Examination of the nickel site structure and reaction mechanism in Streptomyces seoulensis superoxide dismutase.

Superoxide dismutases are metalloenzymes involved in protecting cells from oxidative damage arising from superoxide radical or reactive oxygen species produced from superoxide. Examples of enzymes containing Cu, Mn, and Fe as the redox-active metal have been characterized. Recently, a SOD containing one Ni atom per subunit was reported. The amino acid sequence of the NiSOD deduced from the nucleotide sequence of the structural gene sodN from Streptomyces seoulensis is reported and has no homology with other SODs. X-ray absorption spectroscopic studies coupled with EPR of the Ni center show that the Ni in the oxidized (as isolated) enzyme is in a five-coordinate site composed of three S-donor ligands, one N-donor, and one other O- or N-donor.
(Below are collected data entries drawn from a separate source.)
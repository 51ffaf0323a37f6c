//! Health check endpoint

use axum::{extract::State, Json};
use chrono::{DateTime, Utc};
use serde::Serialize;

use crate::backend::backend_name;
use crate::server::state::SharedState;

#[derive(Debug, Serialize)]
pub struct HealthResponse {
    pub status: String,
    pub uptime_seconds: u64,
    pub started_at: DateTime<Utc>,
    pub version: String,
    pub model: String,
    pub backend: String,
    pub num_classes: usize,
}

/// GET /health - Health check endpoint
pub async fn health_check(State(state): State<SharedState>) -> Json<HealthResponse> {
    Json(HealthResponse {
        status: "ok".to_string(),
        uptime_seconds: state.uptime_seconds(),
        started_at: state.started_at,
        version: env!("CARGO_PKG_VERSION").to_string(),
        model: state.diagnoser.model_name().to_string(),
        backend: backend_name().to_string(),
        num_classes: state.diagnoser.labels().len(),
    })
}
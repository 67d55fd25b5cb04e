// Error taxonomy for the vault client.
// Every workflow returns `Result<T, ClientError>`; the command loop prints
// the error and moves on to the next command.

use thiserror::Error;

pub type Result<T, E = ClientError> = std::result::Result<T, E>;

#[derive(Debug, Error)]
pub enum ClientError {
    /// Connection failure or an unreadable response body.
    #[error("request to {path} failed: {source}")]
    Transport {
        path: String,
        #[source]
        source: reqwest::Error,
    },

    /// The server answered with a non-2xx status.
    #[error("server returned {status} for {path}: {body}")]
    Status {
        path: String,
        status: u16,
        body: String,
    },

    /// HTTP 401 on a data call: the session token is missing or stale.
    #[error("authorization required for {path}: log in or register first")]
    Unauthorized { path: String },

    #[error("malformed response from {path}: {source}")]
    Decode {
        path: String,
        #[source]
        source: serde_json::Error,
    },

    #[error("failed to encode request body: {0}")]
    Encode(#[source] serde_json::Error),

    #[error("response did not set the `{0}` session cookie")]
    MissingCookie(String),

    #[error("invalid value for header {name}: {reason}")]
    Header { name: String, reason: String },

    #[error("input error: {0}")]
    Input(#[from] std::io::Error),

    #[error("input closed before a value was entered")]
    InputClosed,

    /// The prompt was interrupted (Ctrl+C on a terminal).
    #[error("input interrupted")]
    Interrupted,

    #[error("no record with id {0}")]
    RecordNotFound(u64),

    #[error("record {id} has unsupported data type `{data_type}`")]
    UnsupportedKind { id: u64, data_type: String },
}

impl ClientError {
    /// True when the input source itself is gone, so no further command can
    /// be read.
    pub fn is_input_closed(&self) -> bool {
        matches!(self, ClientError::InputClosed)
    }

    pub fn is_interrupted(&self) -> bool {
        matches!(self, ClientError::Interrupted)
            || matches!(self, ClientError::Input(e) if e.kind() == std::io::ErrorKind::Interrupted)
    }
}
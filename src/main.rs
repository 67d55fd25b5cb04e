// Entrypoint for the vault client.
// - Keeps `main` small: resolve configuration, build the transport and the
//   input collector, then hand them to the command loop.

use std::io::IsTerminal;
use std::path::PathBuf;

use anyhow::Context;
use clap::Parser;
use tokio_util::sync::CancellationToken;
use tracing_subscriber::EnvFilter;

use keeper_cli::api::HttpTransport;
use keeper_cli::config::{Config, DEFAULT_ADDRESS};
use keeper_cli::shell::Shell;
use keeper_cli::shutdown::install_signal_handler;
use keeper_cli::ui::{InputCollector, LineCollector, TerminalCollector};

#[derive(Parser)]
#[command(name = "keeper")]
#[command(version = env!("CARGO_PKG_VERSION"))]
#[command(about = "Interactive client for the keeper personal vault", long_about = None)]
struct Cli {
    /// Vault server address (host:port or URL)
    #[arg(short = 'a', long = "address", default_value = DEFAULT_ADDRESS)]
    address: String,

    /// JSON config file; defaults to ./config.json
    #[arg(short, long, env = "CONFIG")]
    config: Option<PathBuf>,

    /// Verbose diagnostics on stderr
    #[arg(short, long)]
    verbose: bool,
}

fn main() -> anyhow::Result<()> {
    let cli = Cli::parse();

    // Diagnostics go to stderr so they never mix with server responses.
    let default_filter = if cli.verbose { "info,keeper_cli=debug" } else { "warn" };
    tracing_subscriber::fmt()
        .with_env_filter(
            EnvFilter::try_from_default_env().unwrap_or_else(|_| EnvFilter::new(default_filter)),
        )
        .with_writer(std::io::stderr)
        .init();

    let config = Config::load(cli.config.as_deref(), &cli.address)?;
    let interactive = std::io::stdin().is_terminal();

    let transport = HttpTransport::new(&config.base_url())?
        .with_progress(std::io::stdout().is_terminal());
    tracing::info!(server = transport.base_url(), interactive, "starting");

    let cancel = install_signal_handler().context("Failed to install signal handler")?;

    if interactive {
        serve(transport, TerminalCollector::new(), &cancel)
    } else {
        serve(transport, LineCollector::stdio(), &cancel)
    }
}

fn serve<C: InputCollector>(
    transport: HttpTransport,
    input: C,
    cancel: &CancellationToken,
) -> anyhow::Result<()> {
    let mut shell = Shell::new(transport, input);
    shell.run(cancel).context("Reading commands failed")?;
    Ok(())
}
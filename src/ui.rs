// UI layer: collects typed values from the user.
//
// `InputCollector` is the seam the shell depends on. Two implementations:
// - `LineCollector` reads newline-terminated answers from any `BufRead`
//   (piped stdin, scripts, tests).
// - `TerminalCollector` drives `dialoguer` prompts on an interactive TTY.

use std::io::{self, BufRead, Read, Write};

use dialoguer::{Confirm, Input, Password, Select};

use crate::error::{ClientError, Result};
use crate::model::{RecordDraft, RecordKind};

const EMPTY_VALUE: &str = "Please enter a non-empty value.";

/// One method per kind of value the workflows need.
///
/// Login, password and text answers are never empty: implementations keep
/// asking until they get something. Binary input is read to the end of the
/// stream and accepted as-is.
pub trait InputCollector {
    /// Next command token. `Ok(None)` when the command source is exhausted.
    fn command(&mut self) -> Result<Option<String>>;

    fn login(&mut self) -> Result<String>;

    fn password(&mut self) -> Result<String>;

    /// Ask whether to attach meta information and, if so, read it.
    /// Returns an empty string when the user declines.
    fn meta_info(&mut self) -> Result<String>;

    fn text(&mut self) -> Result<String>;

    fn record_id(&mut self) -> Result<u64>;

    fn binary(&mut self) -> Result<Vec<u8>>;

    /// Kind of record to add. `Ok(None)` means the user chose `exit`.
    fn record_kind(&mut self) -> Result<Option<RecordKind>>;

    fn credential_draft(&mut self, meta_info: String) -> Result<RecordDraft> {
        let login = self.login()?;
        let password = self.password()?;
        Ok(RecordDraft::Credential {
            login,
            password,
            meta_info,
        })
    }

    fn text_draft(&mut self, meta_info: String) -> Result<RecordDraft> {
        let text = self.text()?;
        Ok(RecordDraft::Text { text, meta_info })
    }

    fn binary_draft(&mut self, meta_info: String) -> Result<RecordDraft> {
        let binary_data = self.binary()?;
        Ok(RecordDraft::Binary {
            meta_info,
            binary_data,
        })
    }

    /// Build a draft of exactly `kind`.
    fn draft(&mut self, kind: RecordKind, meta_info: String) -> Result<RecordDraft> {
        match kind {
            RecordKind::Credential => self.credential_draft(meta_info),
            RecordKind::Text => self.text_draft(meta_info),
            RecordKind::Binary => self.binary_draft(meta_info),
        }
    }
}

/// Line-oriented collector over any reader/writer pair.
pub struct LineCollector<R, W> {
    input: R,
    output: W,
}

impl LineCollector<io::StdinLock<'static>, io::Stdout> {
    pub fn stdio() -> Self {
        LineCollector::new(io::stdin().lock(), io::stdout())
    }
}

impl<R: BufRead, W: Write> LineCollector<R, W> {
    pub fn new(input: R, output: W) -> Self {
        LineCollector { input, output }
    }

    #[cfg(test)]
    fn into_output(self) -> W {
        self.output
    }

    fn say(&mut self, message: &str) -> Result<()> {
        writeln!(self.output, "{message}")?;
        self.output.flush()?;
        Ok(())
    }

    /// One line without its terminator, or `None` at end of input.
    fn next_line(&mut self) -> Result<Option<String>> {
        let mut line = String::new();
        if self.input.read_line(&mut line)? == 0 {
            return Ok(None);
        }
        if line.ends_with('\n') {
            line.pop();
            if line.ends_with('\r') {
                line.pop();
            }
        }
        Ok(Some(line))
    }

    fn required_line(&mut self) -> Result<String> {
        self.next_line()?.ok_or(ClientError::InputClosed)
    }

    /// Prompt until a non-empty trimmed token is entered.
    fn token(&mut self, prompt: &str) -> Result<String> {
        loop {
            self.say(prompt)?;
            let line = self.required_line()?;
            let token = line.trim();
            if !token.is_empty() {
                return Ok(token.to_string());
            }
            self.say(EMPTY_VALUE)?;
        }
    }
}

impl<R: BufRead, W: Write> InputCollector for LineCollector<R, W> {
    fn command(&mut self) -> Result<Option<String>> {
        self.say("Enter a command (help for the list):")?;
        loop {
            match self.next_line()? {
                None => return Ok(None),
                Some(line) if line.trim().is_empty() => continue,
                Some(line) => return Ok(Some(line.trim().to_string())),
            }
        }
    }

    fn login(&mut self) -> Result<String> {
        self.token("Enter login:")
    }

    fn password(&mut self) -> Result<String> {
        self.token("Enter password:")
    }

    fn meta_info(&mut self) -> Result<String> {
        loop {
            self.say("Attach meta information to the data? yes/no")?;
            match self.required_line()?.trim() {
                "yes" => break,
                "no" => return Ok(String::new()),
                _ => self.say("Please answer 'yes' or 'no'.")?,
            }
        }
        self.say("Enter meta information:")?;
        self.required_line()
    }

    fn text(&mut self) -> Result<String> {
        loop {
            self.say("Enter text:")?;
            let text = self.required_line()?;
            if !text.is_empty() {
                return Ok(text);
            }
            self.say(EMPTY_VALUE)?;
        }
    }

    fn record_id(&mut self) -> Result<u64> {
        self.say("Enter record id:")?;
        loop {
            let line = self.required_line()?;
            match line.trim().parse::<u64>() {
                Ok(id) => return Ok(id),
                Err(e) => self.say(&format!("Could not read id ({e}), try again:"))?,
            }
        }
    }

    fn binary(&mut self) -> Result<Vec<u8>> {
        self.say("Enter binary data (Ctrl+D to finish):")?;
        let mut data = Vec::new();
        self.input.read_to_end(&mut data)?;
        Ok(data)
    }

    fn record_kind(&mut self) -> Result<Option<RecordKind>> {
        loop {
            self.say(
                "Choose the kind of data to store:\n\
                 login/password: key-pas\n\
                 text: text\n\
                 binary: binary\n\
                 cancel: exit",
            )?;
            let line = self.required_line()?;
            let answer = line.trim();
            if answer == "exit" {
                return Ok(None);
            }
            match answer.parse::<RecordKind>() {
                Ok(kind) => return Ok(Some(kind)),
                Err(e) => self.say(&e)?,
            }
        }
    }
}

/// Interactive collector built on `dialoguer` prompts.
#[derive(Default)]
pub struct TerminalCollector;

impl TerminalCollector {
    pub fn new() -> Self {
        TerminalCollector
    }

    fn non_empty(prompt: &str) -> Result<String> {
        loop {
            // `allow_empty` so the empty case gets our message instead of a
            // silent re-prompt.
            let value: String = Input::new()
                .with_prompt(prompt)
                .allow_empty(true)
                .interact_text()
                .map_err(prompt_error)?;
            if !value.trim().is_empty() {
                return Ok(value);
            }
            println!("{EMPTY_VALUE}");
        }
    }
}

impl InputCollector for TerminalCollector {
    fn command(&mut self) -> Result<Option<String>> {
        loop {
            let command: String = Input::new()
                .with_prompt("keeper")
                .allow_empty(true)
                .interact_text()
                .map_err(prompt_error)?;
            let command = command.trim();
            if !command.is_empty() {
                return Ok(Some(command.to_string()));
            }
        }
    }

    fn login(&mut self) -> Result<String> {
        Self::non_empty("Login").map(|login| login.trim().to_string())
    }

    fn password(&mut self) -> Result<String> {
        loop {
            let password = Password::new()
                .with_prompt("Password")
                .allow_empty_password(true)
                .interact()
                .map_err(prompt_error)?;
            if !password.is_empty() {
                return Ok(password);
            }
            println!("{EMPTY_VALUE}");
        }
    }

    fn meta_info(&mut self) -> Result<String> {
        let attach = Confirm::new()
            .with_prompt("Attach meta information to the data?")
            .default(false)
            .interact()
            .map_err(prompt_error)?;
        if !attach {
            return Ok(String::new());
        }
        let meta: String = Input::new()
            .with_prompt("Meta information")
            .allow_empty(true)
            .interact_text()
            .map_err(prompt_error)?;
        Ok(meta)
    }

    fn text(&mut self) -> Result<String> {
        Self::non_empty("Text")
    }

    fn record_id(&mut self) -> Result<u64> {
        // dialoguer re-prompts on its own when parsing fails.
        let id: u64 = Input::new()
            .with_prompt("Record id")
            .interact_text()
            .map_err(prompt_error)?;
        Ok(id)
    }

    fn binary(&mut self) -> Result<Vec<u8>> {
        println!("Enter binary data (Ctrl+D to finish):");
        let mut data = Vec::new();
        io::stdin().lock().read_to_end(&mut data)?;
        Ok(data)
    }

    fn record_kind(&mut self) -> Result<Option<RecordKind>> {
        let mut items: Vec<&str> = RecordKind::ALL.iter().map(|kind| kind.label()).collect();
        items.push("exit");
        let selection = Select::new()
            .with_prompt("Kind of data to store")
            .items(&items)
            .default(0)
            .interact()
            .map_err(prompt_error)?;
        Ok(RecordKind::ALL.get(selection).copied())
    }
}

fn prompt_error(err: io::Error) -> ClientError {
    match err.kind() {
        io::ErrorKind::UnexpectedEof => ClientError::InputClosed,
        io::ErrorKind::Interrupted => ClientError::Interrupted,
        _ => ClientError::Input(err),
    }
}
This unique coordination environment is modified by the loss of one N- (or O-) donor ligand in the dithionite-reduced enzyme. The NiSOD activity was determined by pulse radiolysis, and a value of kcat = 1.3 x 10(9) M-1 s-1 per Ni was obtained. The rate is pH sensitive and drops off rapidly above pH 8. The results characterize a novel class of metal center active in catalyzing the redox chemistry of superoxide and, when placed in context with other nickel enzymes, suggest that thiolate ligation is a prerequisite for redox-active nickel sites in metalloenzymes.